Northland Education and Business Alliance discussed recent changes at local schools and heard from the Hispanic Chamber of Commerce of Greater Kansas City during their latest meeting April 6.
Co-Chair Adam Jelenik noted that while easing pandemic stresses has been wonderful, it has also brought complexity to local schools dealing with multiple, changing schedules, staffing and technical issues. “It’s been a landslide change for our schools,” he said. “They’re working with complex scheduling, some students in and some out, limited resources and more.”
NEBA members representing Northland schools and universities shared their challenges during this time of transition. Brian Noller, NEBA co-chair and director of the Northland Career Center, described one of the best moments was the time when he was able to “fist bump” students returning to the classroom.

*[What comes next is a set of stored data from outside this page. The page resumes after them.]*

use stepwise::{Migrator, MigrationStep};
use stepwise_driver_sqlite::Connection;
use tests::schema;

fn create_tag() -> MigrationStep {
    MigrationStep::new(1680071714132, "CreateTagTable").sqlite(
        [
            r#"CREATE TABLE "tag" ("id" varchar PRIMARY KEY NOT NULL, "name" varchar NOT NULL)"#,
            r#"CREATE INDEX "IDX_tag_name" ON "tag" ("name")"#,
        ],
        [r#"DROP INDEX "IDX_tag_name""#, r#"DROP TABLE "tag""#],
    )
}

#[tokio::test]
async fn second_up_fails() {
    let mut conn = Connection::in_memory().unwrap();
    let step = create_tag();

    step.up(&mut conn).await.unwrap();
    let after_first = schema(&conn);

    let err = step.up(&mut conn).await.unwrap_err();
    assert!(err.is_driver_operation_failed());
    assert!(err.to_string().contains("already exists"));

    assert_eq!(schema(&conn), after_first);
}

#[tokio::test]
async fn migrator_skips_applied_steps() {
    let mut conn = Connection::in_memory().unwrap();
    let migrator = Migrator::new([create_tag()]).unwrap();

    assert_eq!(migrator.up(&mut conn).await.unwrap().len(), 1);
    assert!(migrator.up(&mut conn).await.unwrap().is_empty());
}
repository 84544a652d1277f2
use crate::Error;

#[derive(Debug)]
pub(super) struct InvalidConnectionUrl {
    pub(super) message: Box<str>,
}

impl Error {
    pub fn invalid_connection_url(message: impl Into<String>) -> Error {
        Error::from(super::ErrorKind::InvalidConnectionUrl(
            InvalidConnectionUrl {
                message: message.into().into(),
            },
        ))
    }

    pub fn is_invalid_connection_url(&self) -> bool {
        matches!(self.kind(), super::ErrorKind::InvalidConnectionUrl(_))
    }
}

impl std::fmt::Display for InvalidConnectionUrl {
    fn fmt(&self, f: &mut std::fmt::Formatter<'_>) -> std::fmt::Result {
        write!(f, "invalid connection URL: {}", self.message)
    }
}
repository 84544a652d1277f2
use pretty_assertions::assert_eq;
use stepwise::MigrationStep;
use stepwise_driver_sqlite::Connection;
use tests::schema;

fn alter_organization_team_employee() -> MigrationStep {
    MigrationStep::new(1703423944296, "AlterTableOrganizationTeamEmployee").sqlite(
        [
            r#"CREATE TABLE "temporary_organization_team_employee" ("id" varchar PRIMARY KEY NOT NULL, "organizationTeamId" varchar NOT NULL, "employeeId" varchar NOT NULL, "isManager" boolean NOT NULL DEFAULT (0), CONSTRAINT "FK_organization_team" FOREIGN KEY ("organizationTeamId") REFERENCES "organization_team" ("id") ON DELETE CASCADE)"#,
            r#"INSERT INTO "temporary_organization_team_employee"("id", "organizationTeamId", "employeeId") SELECT "id", "organizationTeamId", "employeeId" FROM "organization_team_employee""#,
            r#"DROP TABLE "organization_team_employee""#,
            r#"ALTER TABLE "temporary_organization_team_employee" RENAME TO "organization_team_employee""#,
            r#"CREATE INDEX "IDX_organization_team_employee_manager" ON "organization_team_employee" ("isManager")"#,
        ],
        [
            r#"DROP INDEX "IDX_organization_team_employee_manager""#,
            r#"ALTER TABLE "organization_team_employee" RENAME TO "temporary_organization_team_employee""#,
            r#"CREATE TABLE "organization_team_employee" ("id" varchar PRIMARY KEY NOT NULL, "organizationTeamId" varchar NOT NULL, "employeeId" varchar NOT NULL, CONSTRAINT "FK_organization_team" FOREIGN KEY ("organizationTeamId") REFERENCES "organization_team" ("id") ON DELETE CASCADE)"#,
            r#"INSERT INTO "organization_team_employee"("id", "organizationTeamId", "employeeId") SELECT "id", "organizationTeamId", "employeeId" FROM "temporary_organization_team_employee""#,
            r#"DROP TABLE "temporary_organization_team_employee""#,
        ],
    )
}

async fn baseline() -> Connection {
    let conn = Connection::in_memory().unwrap();
    conn.as_rusqlite()
        .execute_batch(
            r#"
            CREATE TABLE "organization_team" ("id" varchar PRIMARY KEY NOT NULL, "name" varchar NOT NULL);
            CREATE TABLE "organization_team_employee" ("id" varchar PRIMARY KEY NOT NULL, "organizationTeamId" varchar NOT NULL, "employeeId" varchar NOT NULL, CONSTRAINT "FK_organization_team" FOREIGN KEY ("organizationTeamId") REFERENCES "organization_team" ("id") ON DELETE CASCADE);
            INSERT INTO "organization_team" VALUES ('t1', 'Platform');
            INSERT INTO "organization_team_employee" VALUES ('e1', 't1', 'emp1');
            "#,
        )
        .unwrap();
    conn
}

#[tokio::test]
async fn up_then_down_restores_the_schema() {
    let mut conn = baseline().await;
    let before = schema(&conn);

    let step = alter_organization_team_employee();
    step.up(&mut conn).await.unwrap();

    let applied = schema(&conn);
    assert_ne!(applied, before);
    assert!(applied
        .iter()
        .any(|entry| entry.name == "IDX_organization_team_employee_manager"));

    step.down(&mut conn).await.unwrap();
    assert_eq!(schema(&conn), before);

    // Rows survive the table rebuilds
    let employees: i64 = conn
        .as_rusqlite()
        .query_row(
            r#"SELECT count(*) FROM "organization_team_employee""#,
            [],
            |row| row.get(0),
        )
        .unwrap();
    assert_eq!(employees, 1);
}

#[tokio::test]
async fn better_sqlite3_runs_the_sqlite_branch() {
    let mut conn = baseline().await.with_engine_kind("better-sqlite3");
    let before = schema(&conn);

    let step = alter_organization_team_employee();
    step.up(&mut conn).await.unwrap();
    step.down(&mut conn).await.unwrap();

    assert_eq!(schema(&conn), before);
}
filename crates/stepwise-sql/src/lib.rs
//! Offline checks for migration statement lists.
//!
//! [`SchemaModel`] replays DDL against an in-memory model of tables, indexes
//! and foreign keys, rejecting statements a database would refuse because of
//! ordering: dropping a table another table still references, adding a
//! foreign key to a table that does not exist yet, and so on.
//! [`verify_round_trip`] replays a step's `up` list followed by its `down`
//! list and checks the schema is back where it started.

mod fallback;

pub mod model;
pub use model::{ForeignKey, Index, Replayed, SchemaModel, Table};

mod verify;
pub use verify::{verify_round_trip, Opaque, Report};

use sqlparser::dialect::{
    Dialect as ParserDialect, MySqlDialect, PostgreSqlDialect, SQLiteDialect,
};
use stepwise_core::Dialect;

pub(crate) fn parser_dialect(dialect: Dialect) -> Box<dyn ParserDialect> {
    match dialect {
        Dialect::Mysql => Box::new(MySqlDialect {}),
        Dialect::Postgresql => Box::new(PostgreSqlDialect {}),
        Dialect::Sqlite => Box::new(SQLiteDialect {}),
    }
}
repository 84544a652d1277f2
use crate::Result;

use std::collections::HashSet;
use stepwise_core::{
    driver::{Connection, Dialect},
    migration::AppliedMigration,
    Direction, Error, MigrationStep,
};

/// Runs a set of migration steps against a database, tracking which ones have
/// been applied in the `__stepwise_migrations` ledger table.
#[derive(Debug, Clone)]
pub struct Migrator {
    /// Sorted by id.
    steps: Vec<MigrationStep>,
}

/// Which known steps the ledger records as applied.
#[derive(Debug, Clone, PartialEq, Eq)]
pub struct Status {
    pub steps: Vec<StepStatus>,

    /// Ledger entries with no matching local step.
    pub orphans: Vec<AppliedMigration>,
}

#[derive(Debug, Clone, PartialEq, Eq)]
pub struct StepStatus {
    pub id: u64,
    pub name: String,
    pub applied: bool,
}

impl Status {
    pub fn pending(&self) -> impl Iterator<Item = &StepStatus> + '_ {
        self.steps.iter().filter(|step| !step.applied)
    }
}

impl Migrator {
    pub fn new(steps: impl IntoIterator<Item = MigrationStep>) -> Result<Self> {
        let mut steps: Vec<_> = steps.into_iter().collect();
        steps.sort_by_key(MigrationStep::id);

        for pair in steps.windows(2) {
            if pair[0].id() == pair[1].id() {
                return Err(Error::invalid_migration(format!(
                    "duplicate migration id {}: {} and {}",
                    pair[0].id(),
                    pair[0].name(),
                    pair[1].name()
                )));
            }
        }

        Ok(Self { steps })
    }

    pub fn steps(&self) -> &[MigrationStep] {
        &self.steps
    }

    fn step(&self, id: u64) -> Option<&MigrationStep> {
        self.steps
            .binary_search_by_key(&id, MigrationStep::id)
            .ok()
            .map(|index| &self.steps[index])
    }

    pub async fn status(&self, conn: &mut dyn Connection) -> Result<Status> {
        conn.ensure_ledger().await?;
        let applied = conn.applied_migrations().await?;
        let applied_ids: HashSet<u64> = applied.iter().map(AppliedMigration::id).collect();

        let steps = self
            .steps
            .iter()
            .map(|step| StepStatus {
                id: step.id(),
                name: step.name().to_string(),
                applied: applied_ids.contains(&step.id()),
            })
            .collect();

        let orphans = applied
            .into_iter()
            .filter(|migration| self.step(migration.id()).is_none())
            .collect();

        Ok(Status { steps, orphans })
    }

    /// Steps not yet recorded in the ledger, in id order.
    pub async fn pending(&self, conn: &mut dyn Connection) -> Result<Vec<&MigrationStep>> {
        // An unsupported engine fails here, before the ledger is touched.
        Dialect::from_engine_kind(conn.engine_kind())?;

        conn.ensure_ledger().await?;
        let applied = conn.applied_migrations().await?;

        for migration in &applied {
            if self.step(migration.id()).is_none() {
                tracing::warn!(
                    id = migration.id(),
                    name = migration.name(),
                    "applied migration has no local step"
                );
            }
        }

        let applied_ids: HashSet<u64> = applied.iter().map(AppliedMigration::id).collect();
        Ok(self
            .steps
            .iter()
            .filter(|step| !applied_ids.contains(&step.id()))
            .collect())
    }

    /// The `count` most recently applied steps, newest first.
    pub async fn applied(
        &self,
        conn: &mut dyn Connection,
        count: usize,
    ) -> Result<Vec<&MigrationStep>> {
        Dialect::from_engine_kind(conn.engine_kind())?;

        conn.ensure_ledger().await?;
        let applied = conn.applied_migrations().await?;

        applied
            .iter()
            .rev()
            .take(count)
            .map(|migration| {
                self.step(migration.id()).ok_or_else(|| {
                    Error::invalid_migration(format!(
                        "migration {}_{} is applied but not known locally",
                        migration.id(),
                        migration.name()
                    ))
                })
            })
            .collect()
    }

    /// Apply every pending step in id order. Returns the steps applied.
    pub async fn up(&self, conn: &mut dyn Connection) -> Result<Vec<&MigrationStep>> {
        let pending = self.pending(conn).await?;

        for step in &pending {
            self.apply(conn, step).await?;
        }

        Ok(pending)
    }

    /// Revert the `count` most recently applied steps, newest first. Returns
    /// the steps reverted.
    pub async fn down(
        &self,
        conn: &mut dyn Connection,
        count: usize,
    ) -> Result<Vec<&MigrationStep>> {
        let applied = self.applied(conn, count).await?;

        for step in &applied {
            self.revert(conn, step).await?;
        }

        Ok(applied)
    }

    /// Run one step's `up` statements and record it in the ledger.
    pub async fn apply(&self, conn: &mut dyn Connection, step: &MigrationStep) -> Result<()> {
        transact(conn, step, Direction::Up)
            .await
            .map_err(|err| err.context(Error::migration_failed(step.qualified_name(), Direction::Up)))?;

        tracing::info!(migration = %step.qualified_name(), "applied migration");
        Ok(())
    }

    /// Run one step's `down` statements and remove it from the ledger.
    pub async fn revert(&self, conn: &mut dyn Connection, step: &MigrationStep) -> Result<()> {
        transact(conn, step, Direction::Down)
            .await
            .map_err(|err| {
                err.context(Error::migration_failed(
                    step.qualified_name(),
                    Direction::Down,
                ))
            })?;

        tracing::info!(migration = %step.qualified_name(), "reverted migration");
        Ok(())
    }
}

/// Run the step and update the ledger, inside a transaction when the
/// database can roll DDL back.
async fn transact(
    conn: &mut dyn Connection,
    step: &MigrationStep,
    direction: Direction,
) -> Result<()> {
    if !conn.capability().transactional_ddl {
        return run_and_record(conn, step, direction).await;
    }

    tracing::debug!("opening migration transaction");
    conn.exec("BEGIN").await?;

    match run_and_record(&mut *conn, step, direction).await {
        Ok(()) => {
            tracing::debug!("committing migration transaction");
            conn.exec("COMMIT").await?;
            Ok(())
        }
        Err(err) => {
            tracing::debug!("rolling back migration transaction");
            if let Err(rollback) = conn.exec("ROLLBACK").await {
                tracing::warn!(error = %rollback, "failed to roll back migration transaction");
            }
            Err(err)
        }
    }
}

async fn run_and_record(
    conn: &mut dyn Connection,
    step: &MigrationStep,
    direction: Direction,
) -> Result<()> {
    step.run(&mut *conn, direction).await?;

    match direction {
        Direction::Up => conn.record_migration(step.id(), step.name()).await,
        Direction::Down => conn.forget_migration(step.id()).await,
    }
}
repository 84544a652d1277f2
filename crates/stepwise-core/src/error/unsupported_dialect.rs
use super::Error;

/// Error when a connection reports an engine kind outside the supported set.
///
/// Raised before any statement is sent, so a migration is never run with the
/// wrong dialect's SQL.
#[derive(Debug)]
pub(super) struct UnsupportedDialect {
    kind: Box<str>,
}

impl std::error::Error for UnsupportedDialect {}

impl core::fmt::Display for UnsupportedDialect {
    fn fmt(&self, f: &mut core::fmt::Formatter) -> core::fmt::Result {
        write!(f, "unsupported database: {}", self.kind)
    }
}

impl Error {
    /// Creates an unsupported dialect error for the given engine kind.
    pub fn unsupported_dialect(kind: impl Into<String>) -> Error {
        Error::from(super::ErrorKind::UnsupportedDialect(UnsupportedDialect {
            kind: kind.into().into(),
        }))
    }

    /// Returns `true` if this error is an unsupported dialect error.
    pub fn is_unsupported_dialect(&self) -> bool {
        matches!(self.kind(), super::ErrorKind::UnsupportedDialect(_))
    }
}
use super::{Branch, Branches, Direction, Statement};
use crate::{Connection, Dialect, Result};

use std::fmt;

/// A single versioned schema change with a forward and a reverse statement
/// list for each dialect.
///
/// Running `up` then `down` is expected to leave the schema as it was. Nothing
/// here enforces that; see the replay verifier in `stepwise-sql`.
#[derive(Debug, Clone, PartialEq, Eq)]
pub struct MigrationStep {
    /// Creation timestamp, also the ordering key.
    id: u64,

    /// Descriptive label, e.g. `AlterTableOrganizationTeamEmployee`.
    name: String,

    branches: Branches,
}

/// Authoring issues reported by [`MigrationStep::lint`]. None of them change
/// what the step does at runtime.
#[derive(Debug, Clone, PartialEq, Eq)]
pub enum Lint {
    /// The branch has statement lists, but both are empty. Use
    /// [`Branch::NotApplicable`] when a dialect is skipped on purpose.
    EmptyBranch(Dialect),

    /// The branch changes the schema going up but has nothing to undo it.
    IrreversibleBranch(Dialect),

    /// Every dialect is marked not applicable.
    NoApplicableBranch,
}

impl fmt::Display for Lint {
    fn fmt(&self, f: &mut fmt::Formatter<'_>) -> fmt::Result {
        match self {
            Lint::EmptyBranch(dialect) => write!(
                f,
                "{dialect} branch has no statements; mark it not applicable if that is intended"
            ),
            Lint::IrreversibleBranch(dialect) => {
                write!(f, "{dialect} branch has up statements but no down statements")
            }
            Lint::NoApplicableBranch => f.write_str("no dialect branch is applicable"),
        }
    }
}

impl MigrationStep {
    /// Create a step with every branch marked not applicable.
    pub fn new(id: u64, name: impl Into<String>) -> Self {
        Self {
            id,
            name: name.into(),
            branches: Branches::default(),
        }
    }

    /// Set the branch for `dialect`.
    pub fn branch(mut self, dialect: Dialect, branch: Branch) -> Self {
        *self.branches.get_mut(dialect) = branch;
        self
    }

    pub fn mysql<U, D>(self, up: U, down: D) -> Self
    where
        U: IntoIterator,
        U::Item: Into<Statement>,
        D: IntoIterator,
        D::Item: Into<Statement>,
    {
        self.branch(Dialect::Mysql, Branch::new(up, down))
    }

    pub fn postgresql<U, D>(self, up: U, down: D) -> Self
    where
        U: IntoIterator,
        U::Item: Into<Statement>,
        D: IntoIterator,
        D::Item: Into<Statement>,
    {
        self.branch(Dialect::Postgresql, Branch::new(up, down))
    }

    pub fn sqlite<U, D>(self, up: U, down: D) -> Self
    where
        U: IntoIterator,
        U::Item: Into<Statement>,
        D: IntoIterator,
        D::Item: Into<Statement>,
    {
        self.branch(Dialect::Sqlite, Branch::new(up, down))
    }

    pub fn id(&self) -> u64 {
        self.id
    }

    pub fn name(&self) -> &str {
        &self.name
    }

    /// `<id>_<name>`, the key operators see in logs and the ledger.
    pub fn qualified_name(&self) -> String {
        format!("{}_{}", self.id, self.name)
    }

    pub fn branches(&self) -> &Branches {
        &self.branches
    }

    /// Pick the statement list to run for a connection's engine kind.
    ///
    /// Fails with an unsupported dialect error when the engine kind is not
    /// one of the supported set.
    pub fn select(&self, engine_kind: &str, direction: Direction) -> Result<&[Statement]> {
        let dialect = Dialect::from_engine_kind(engine_kind)?;
        Ok(self.branches.get(dialect).statements(direction))
    }

    /// Apply the step.
    pub async fn up(&self, conn: &mut dyn Connection) -> Result<()> {
        self.run(conn, Direction::Up).await
    }

    /// Revert the step.
    pub async fn down(&self, conn: &mut dyn Connection) -> Result<()> {
        self.run(conn, Direction::Down).await
    }

    /// Execute the selected statements in order, stopping at the first
    /// failure. Errors are returned as the driver reported them.
    pub async fn run(&self, conn: &mut dyn Connection, direction: Direction) -> Result<()> {
        let statements = self.select(conn.engine_kind(), direction)?;

        tracing::info!(
            migration = %self.qualified_name(),
            %direction,
            engine = conn.engine_kind(),
            statements = statements.len(),
            "{} {}",
            self.name,
            direction.progress_message()
        );

        for (index, statement) in statements.iter().enumerate() {
            tracing::debug!(index, sql = %statement, "executing statement");
            conn.exec(statement.as_str()).await?;
        }

        Ok(())
    }

    /// Report authoring issues across all branches.
    pub fn lint(&self) -> Vec<Lint> {
        let mut lints = Vec::new();

        for (dialect, branch) in self.branches.iter() {
            let up = branch.statements(Direction::Up);
            let down = branch.statements(Direction::Down);

            if !branch.is_applicable() {
                continue;
            }

            if up.is_empty() && down.is_empty() {
                lints.push(Lint::EmptyBranch(dialect));
            } else if down.is_empty() {
                lints.push(Lint::IrreversibleBranch(dialect));
            }
        }

        if !self.branches.iter().any(|(_, branch)| branch.is_applicable()) {
            lints.push(Lint::NoApplicableBranch);
        }

        lints
    }
}
use anyhow::{bail, Result};
use serde::{Deserialize, Serialize};
use std::fmt;
use std::path::Path;
use std::str::FromStr;
use stepwise::Dialect;

const HISTORY_FILE_VERSION: u32 = 1;

/// History file listing every migration step known to the project, in the
/// order they were created
#[derive(Debug, Clone, PartialEq, Serialize, Deserialize)]
pub struct HistoryFile {
    /// History file format version
    version: u32,

    /// Migration history
    #[serde(default)]
    migrations: Vec<HistoryFileMigration>,
}

#[derive(Debug, Clone, PartialEq, Serialize, Deserialize)]
pub struct HistoryFileMigration {
    /// Creation timestamp in milliseconds, also the ordering key.
    pub id: u64,

    /// Migration name, e.g. `AlterTableOrganizationTeamEmployee`.
    pub name: String,

    /// Dialects with statement files. Every other dialect is not applicable.
    #[serde(default)]
    pub engines: Vec<Dialect>,
}

impl HistoryFileMigration {
    pub fn new(id: u64, name: impl Into<String>, engines: Vec<Dialect>) -> Self {
        Self {
            id,
            name: name.into(),
            engines,
        }
    }

    pub fn qualified_name(&self) -> String {
        format!("{}_{}", self.id, self.name)
    }
}

impl HistoryFile {
    /// Create a new empty history file
    pub fn new() -> Self {
        Self {
            version: HISTORY_FILE_VERSION,
            migrations: Vec::new(),
        }
    }

    /// Load a history file from a TOML file
    pub fn load(path: impl AsRef<Path>) -> Result<Self> {
        let contents = std::fs::read_to_string(path.as_ref())?;
        contents.parse()
    }

    /// Save the history file to a TOML file
    pub fn save(&self, path: impl AsRef<Path>) -> Result<()> {
        std::fs::write(path.as_ref(), self.to_string())?;
        Ok(())
    }

    /// Loads the history file, or returns an empty one if it does not exist
    pub fn load_or_default(path: impl AsRef<Path>) -> Result<Self> {
        if std::fs::exists(&path)? {
            return Self::load(path);
        }
        Ok(Self::default())
    }

    pub fn migrations(&self) -> &[HistoryFileMigration] {
        &self.migrations
    }

    /// Add a migration to the history
    pub fn add_migration(&mut self, migration: HistoryFileMigration) -> Result<()> {
        if let Some(existing) = self.migrations.iter().find(|m| m.id == migration.id) {
            bail!(
                "migration id {} is already used by {}",
                migration.id,
                existing.name
            );
        }
        self.migrations.push(migration);
        Ok(())
    }
}

impl Default for HistoryFile {
    fn default() -> Self {
        Self::new()
    }
}

impl FromStr for HistoryFile {
    type Err = anyhow::Error;

    fn from_str(s: &str) -> Result<Self> {
        let file: HistoryFile = toml::from_str(s)?;

        // Validate version
        if file.version != HISTORY_FILE_VERSION {
            bail!(
                "Unsupported history file version: {}. Expected version {}",
                file.version,
                HISTORY_FILE_VERSION
            );
        }

        Ok(file)
    }
}

impl fmt::Display for HistoryFile {
    fn fmt(&self, f: &mut fmt::Formatter<'_>) -> fmt::Result {
        let toml_str = toml::to_string_pretty(self).map_err(|_| fmt::Error)?;
        write!(f, "{}", toml_str)
    }
}
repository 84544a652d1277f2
mod applied;
pub use applied::AppliedMigration;

mod branch;
pub use branch::{Branch, Branches, Direction};

mod statement;
pub use statement::{join_script, split_script, Statement, BREAKPOINT};

mod step;
pub use step::{Lint, MigrationStep};
impl ForeignKey {
    fn key(&self) -> String {
        match &self.name {
            Some(name) => name.clone(),
            None => format!("{}({})", self.references, self.columns.join(", ")),
        }
    }
}

fn classify(table: &str, constraint: &ast::TableConstraint) -> Constraint {
    match constraint {
        ast::TableConstraint::ForeignKey {
            name,
            columns,
            foreign_table,
            ..
        } => Constraint::ForeignKey(ForeignKey {
            name: name.as_ref().map(ident),
            columns: columns.iter().map(ident).collect(),
            references: object_name(foreign_table),
        }),
        ast::TableConstraint::Unique {
            name: Some(name),
            columns,
            ..
        } => Constraint::Index(Index {
            name: ident(name),
            table: table.to_string(),
            columns: columns.iter().map(ident).collect(),
            unique: true,
        }),
        ast::TableConstraint::Index {
            name: Some(name),
            columns,
            ..
        } => Constraint::Index(Index {
            name: ident(name),
            table: table.to_string(),
            columns: columns.iter().map(ident).collect(),
            unique: false,
        }),
        ast::TableConstraint::PrimaryKey { name: Some(name), .. }
        | ast::TableConstraint::Check { name: Some(name), .. } => Constraint::Named(ident(name)),
        _ => Constraint::Unnamed,
    }
}

fn rename_in(columns: &mut [String], from: &str, to: &str) {
    for column in columns.iter_mut().filter(|column| *column == from) {
        *column = to.to_string();
    }
}

fn expr_column(expr: &ast::Expr) -> String {
    match expr {
        ast::Expr::Identifier(column) => ident(column),
        ast::Expr::CompoundIdentifier(parts) => parts.last().map(ident).unwrap_or_default(),
        other => other.to_string().to_lowercase(),
    }
}

pub(crate) fn object_name(name: &ast::ObjectName) -> String {
    name.0.last().map(ident).unwrap_or_default()
}

pub(crate) fn ident(ident: &ast::Ident) -> String {
    ident.value.to_lowercase()
}

fn first_line(sql: &str) -> &str {
    sql.lines().next().unwrap_or_default()
}
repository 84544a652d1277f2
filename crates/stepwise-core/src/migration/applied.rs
/// Metadata about a migration that has already been applied to a database.
#[derive(Debug, Clone, PartialEq, Eq)]
pub struct AppliedMigration {
    id: u64,
    name: String,
}

impl AppliedMigration {
    pub fn new(id: u64, name: impl Into<String>) -> Self {
        Self {
            id,
            name: name.into(),
        }
    }

    pub fn id(&self) -> u64 {
        self.id
    }

    pub fn name(&self) -> &str {
        &self.name
    }
}
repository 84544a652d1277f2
use super::Error;

/// Error when a set of migrations cannot be run as given.
///
/// This occurs when:
/// - Two migrations share an id
/// - A history entry points at a migration file that does not exist
/// - The ledger records an applied migration that is not known locally
#[derive(Debug)]
pub(super) struct InvalidMigration {
    message: Box<str>,
}

impl std::error::Error for InvalidMigration {}

impl core::fmt::Display for InvalidMigration {
    fn fmt(&self, f: &mut core::fmt::Formatter) -> core::fmt::Result {
        write!(f, "invalid migration: {}", self.message)
    }
}

impl Error {
    /// Creates an invalid migration error.
    pub fn invalid_migration(message: impl Into<String>) -> Error {
        Error::from(super::ErrorKind::InvalidMigration(InvalidMigration {
            message: message.into().into(),
        }))
    }

    /// Returns `true` if this error is an invalid migration error.
    pub fn is_invalid_migration(&self) -> bool {
        matches!(self.kind(), super::ErrorKind::InvalidMigration(_))
    }
}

Noller and EDC Executive Director David Slater also described the Career Center’s recent visit by Missouri Governor Mike Parson. The governor, who spoke at a NEBA meeting in March, arrived 30 minutes early to the Career Center and spent the time talking informally with staff and students. “It was a really good day,” Slater concluded.
Several indicated progress from hoped-for trends as vaccines roll out and infection rates level or decline. Colleen Jones of the Liberty School District said that the district’s two high schools are planning proms this year. Meanwhile, Excelsior Springs Area Career Center Director Dr. Mark Bullimore shared that they had recently seen 100 more applicants than any previous semester.
Northland businesses are also moving forward, although Jelenic said a recent shortage of computer semiconductors is hampering the region’s automobile manufacturing and suppliers.
The guest speaker for the meeting was Carlos Gomez, director of the Hispanic Chamber of Commerce of Greater Kansas City. Noting the steady increase in the Hispanic population nationally and in Greater Kansas City, Gomez said businesses should prepare to reach out to this group while also understanding the strong entrepreneurial drive many possess. He noted that from 2007 to 2015, Hispanics represented 70 percent of the nation’s workforce growth.
For educators, Gomez said a big challenge is increasing awareness of career opportunities among Hispanics, who are prevalent in construction and hospitality but underrepresented elsewhere. “We’re interested in other careers, but we don’t learn about them,” Gomez said, noting an example. “If we don’t know someone in IT, without that connection, we may not even see that as an opportunity.”
Gomez said the Chamber offers scholarships and other services for the Hispanic community, as well as assistance for businesses and others who want to reach out. He said the effort is important at a time when businesses everywhere are struggling for quality employees.
“I’m not here to debate immigration policy,” he said. “But we have a workforce problem and the Hispanic community can be part of the solution.”